Over the past decade, one institution has systematically twisted the meaning of “war crimes,” what constitutes them, and who is immune from being accused of them. The US-sponsored, self-styled “tribunal” in The Hague has recently marked its tenth anniversary, though its activities are no cause for celebration. Even more unfortunate is the fact that this Hague Inquisition has been a foundation for establishing several other “courts” of equally dubious repute, from the Rwanda tribunal to the International Criminal Court. Now comes word of an Iraq War Crimes tribunal, to be set up by the US puppet government.
This latest abuse of “war crimes” as a political weapon is indicative of the degree to which the ICTY’s poison has seeped into the minds of the general public. A desire to cloak everything in the mantle of righteousness, evoking the images of the Nazis facing “justice at Nuremberg,” is a serious impediment to good judgment.
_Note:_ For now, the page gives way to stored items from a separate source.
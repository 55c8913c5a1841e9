//! Request tracing middleware

use axum::{
    extract::Request,
    http::{HeaderName, HeaderValue},
    middleware::Next,
    response::Response,
};
use std::time::Instant;
use tracing::Instrument;
use uuid::Uuid;

const REQUEST_ID_HEADER: &str = "x-request-id";

/// Wrap each request in a span carrying a request id, log the outcome with
/// timing, and echo the id back to the caller.
pub async fn request_tracing(request: Request, next: Next) -> Response {
    let method = request.method().clone();
    let path = request.uri().path().to_string();

    // Reuse the caller's id when it sent one
    let request_id = request
        .headers()
        .get(REQUEST_ID_HEADER)
        .and_then(|h| h.to_str().ok())
        .filter(|s| !s.is_empty())
        .map(str::to_string)
        .unwrap_or_else(|| Uuid::new_v4().to_string());

    let span = tracing::info_span!(
        "request",
        request_id = %request_id,
        method = %method,
        path = %path,
    );

    let start = Instant::now();
    let mut response = next.run(request).instrument(span.clone()).await;
    let duration_ms = start.elapsed().as_millis() as u64;
    let status = response.status().as_u16();

    span.in_scope(|| {
        if response.status().is_server_error() {
            tracing::error!(status, duration_ms, "Request completed with error");
        } else if response.status().is_client_error() {
            tracing::warn!(status, duration_ms, "Request completed with client error");
        } else {
            tracing::info!(status, duration_ms, "Request completed");
        }
    });

    if let Ok(value) = HeaderValue::from_str(&request_id) {
        response
            .headers_mut()
            .insert(HeaderName::from_static(REQUEST_ID_HEADER), value);
    }

    response
}
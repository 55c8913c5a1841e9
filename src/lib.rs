//! Billing Engine Library
//!
//! Fixed-term installment loans: schedule generation, outstanding balance,
//! delinquency and payment application, persisted through a unit of work.

pub mod config;
pub mod error;
pub mod handlers;
pub mod loan;
pub mod middleware;
pub mod models;
pub mod repository;
pub mod routes;
pub mod services;
pub mod state;
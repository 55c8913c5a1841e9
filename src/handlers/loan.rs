//! Loan origination and status handlers

use axum::{
    extract::{rejection::JsonRejection, rejection::QueryRejection, Query, State},
    http::StatusCode,
    Json,
};
use validator::Validate;

use super::request_token;
use crate::error::{ApiError, ApiResult};
use crate::loan::{Delinquency, Loan, Outstanding};
use crate::models::{ApiResponse, BorrowerQuery, BorrowerRequest};
use crate::repository::UnitOfWork;
use crate::state::AppState;

/// POST /loan - Originate a loan for a borrower
pub async fn create_loan<U: UnitOfWork>(
    State(state): State<AppState<U>>,
    payload: Result<Json<BorrowerRequest>, JsonRejection>,
) -> ApiResult<(StatusCode, Json<ApiResponse<Loan>>)> {
    let Json(request) = payload.map_err(|e| ApiError::BadRequest(e.body_text()))?;
    request.validate()?;

    let (cancel, _guard) = request_token(state.request_timeout);
    let loan = state
        .loan_service
        .create_loan(&request.user_id, &cancel)
        .await?;

    Ok((StatusCode::CREATED, Json(ApiResponse::ok(loan))))
}

/// GET /loan/outstanding - Remaining balance on the active loan
pub async fn get_outstanding<U: UnitOfWork>(
    State(state): State<AppState<U>>,
    query: Result<Query<BorrowerQuery>, QueryRejection>,
) -> ApiResult<Json<ApiResponse<Outstanding>>> {
    let Query(query) = query.map_err(|e| ApiError::BadRequest(e.body_text()))?;
    query.validate()?;

    let (cancel, _guard) = request_token(state.request_timeout);
    let outstanding = state
        .loan_service
        .get_outstanding(&query.user_id, &cancel)
        .await?;

    Ok(Json(ApiResponse::ok(outstanding)))
}

/// GET /loan/is-delinquent - Whether the borrower is past the grace period
pub async fn is_delinquent<U: UnitOfWork>(
    State(state): State<AppState<U>>,
    query: Result<Query<BorrowerQuery>, QueryRejection>,
) -> ApiResult<Json<ApiResponse<Delinquency>>> {
    let Query(query) = query.map_err(|e| ApiError::BadRequest(e.body_text()))?;
    query.validate()?;

    let (cancel, _guard) = request_token(state.request_timeout);
    let delinquency = state
        .loan_service
        .is_delinquent(&query.user_id, &cancel)
        .await?;

    Ok(Json(ApiResponse::ok(delinquency)))
}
How come no one recalls that the gravest crime prosecuted at Nuremberg was not the Holocaust, but the initiation of war? Maybe because under that principle, the invasion and occupation of Iraq would itself be a crime?
One doesn’t need to have observed the Hague Inquisition to know the Iraqi “tribunal” is going to be a joke. But it helps.
Bloviations of the NY Times
At the end of November, the International Herald Tribune reprinted an editorial from its parent paper, the New York Times, in support of the Hague Inquisition. Calling it “fair and thorough” was probably bad enough, but the Times editors went on to credit the ICTY with Bosnian Serb “confessions” of guilt for Srebrenica, extorted under extreme duress by Bosnia’s Imperial viceroy. Finally, the Times highlights the apologies of Serbia-Montenegro’s appointed president, Svetozar Marovic, to Bosnia and Croatia, saying that such “acknowledgments of guilt would not have happened if soldiers were not confessing to these crimes, and they are crucial to breaking the cycle of ethnic violence in the Balkans.”
So much nonsense, for so few column inches. The “cycle of ethnic violence” is a worn-out cliché, a cavalier dismissal of real issues the US intervention has suppressed. As for the use of such apologies, the NY Times/IHT editorial embodies one: to wave them about as “proof” of “Serb guilt” that can be further used in Balkans power games. How else can one interpret the ludicrous assertion that those apologies “prove” the Bosnian War was a matter of “a well-armed Serb-dominated Yugoslavia victimizing an unarmed Muslim population in Bosnia” (The Dayton Daily News)?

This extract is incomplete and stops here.